Some thoughts on QLC vs. TLC
Going from SLC to MLC provided a 100% increase in capacity over SLC.
Going from MLC to TLC provided a 50% increase in capacity over MLC.
In both of these cases the NAND industry was able provide adequate write wear (P/E cycles, DWPD) to allow the NAND media to replace general purpose storage.
Also, each new increase in bit per cell density cannot be implemented on the latest semiconductor device fabrication process. Higher bits per cell do not work as well on higher density semiconductors. As a result, the higher bit per cell technology is more often implemented on lower density semiconductors, reducing the price per capacity advantages of the denser bits per cell. The same is true about 3D NAND vs. Planar NAND--more complicated NAND manufacturing is less suited for the highest bit per cell density.

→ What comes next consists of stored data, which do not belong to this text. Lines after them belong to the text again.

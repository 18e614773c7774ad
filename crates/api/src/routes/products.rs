//! Catalog handlers.

use axum::{Json, extract::State, http::StatusCode};
use serde::Serialize;

use storekeep_core::ProductId;

use crate::error::{AppError, Result};
use crate::extractors::{PageMeta, PageQuery, PathId, ValidatedJson};
use crate::models::{Product, ProductPatch, ProductRequest, ProductUpdateRequest};
use crate::state::AppState;

const NOT_FOUND: &str = "Product not found";

/// Body of `GET /v1/products`.
#[derive(Debug, Serialize)]
pub struct ProductPage {
    #[serde(flatten)]
    pub meta: PageMeta,
    pub products: Vec<Product>,
}

/// `GET /v1/products`
pub async fn list(
    State(state): State<AppState>,
    PageQuery(page): PageQuery,
) -> Result<Json<ProductPage>> {
    let (products, total) = state.store().list_products(page).await?;
    Ok(Json(ProductPage {
        meta: PageMeta::new(page, total),
        products,
    }))
}

/// `GET /v1/products/{id}`
pub async fn show(
    State(state): State<AppState>,
    PathId(id): PathId<ProductId>,
) -> Result<Json<Product>> {
    state
        .store()
        .product_by_id(id)
        .await?
        .map(Json)
        .ok_or_else(|| AppError::NotFound(NOT_FOUND.to_owned()))
}

/// `POST /v1/products`
pub async fn create(
    State(state): State<AppState>,
    ValidatedJson(req): ValidatedJson<ProductRequest>,
) -> Result<(StatusCode, Json<Product>)> {
    let product = state.store().create_product(req.into_new_product()).await?;
    tracing::info!(product_id = %product.id, "Product created");
    Ok((StatusCode::CREATED, Json(product)))
}

/// `PUT /v1/products/{id}`: every field is required and overwritten.
pub async fn replace(
    State(state): State<AppState>,
    PathId(id): PathId<ProductId>,
    ValidatedJson(req): ValidatedJson<ProductRequest>,
) -> Result<Json<Product>> {
    apply(&state, id, ProductPatch::from(req.into_new_product())).await
}

/// `PATCH /v1/products/{id}`: only supplied fields change.
pub async fn update(
    State(state): State<AppState>,
    PathId(id): PathId<ProductId>,
    ValidatedJson(req): ValidatedJson<ProductUpdateRequest>,
) -> Result<Json<Product>> {
    apply(&state, id, ProductPatch::from(req)).await
}

/// `DELETE /v1/products/{id}`
pub async fn delete(
    State(state): State<AppState>,
    PathId(id): PathId<ProductId>,
) -> Result<StatusCode> {
    match state.store().delete_product(id).await {
        Ok(true) => {
            tracing::info!(product_id = %id, "Product deleted");
            Ok(StatusCode::NO_CONTENT)
        }
        Ok(false) => Err(AppError::NotFound(NOT_FOUND.to_owned())),
        Err(crate::db::RepositoryError::InUse(_)) => Err(AppError::Conflict(
            "Product cannot be deleted, it is part of an existing order".to_owned(),
        )),
        Err(e) => Err(e.into()),
    }
}

async fn apply(state: &AppState, id: ProductId, patch: ProductPatch) -> Result<Json<Product>> {
    let product = state
        .store()
        .update_product(id, patch)
        .await?
        .ok_or_else(|| AppError::NotFound(NOT_FOUND.to_owned()))?;
    tracing::info!(product_id = %id, "Product updated");
    Ok(Json(product))
}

Going from TLC to QLC will only provide a 33% increase in capacity over TLC. However, this increase may be offset by using older, less dense semiconductor density, and lower layer density 3D NAND, compared to state of the art TLC capability. Add to this a significant reduction in P/E cycles and DWPD, and the price per capacity advantage may be minimal--for now. Over time everything will improve and QLC will become more mainstream.
The real advantage may be a combination of mature QLC backing drives with storage class memory caching. This is the likely solution for both hyperconverged and external storage arrays.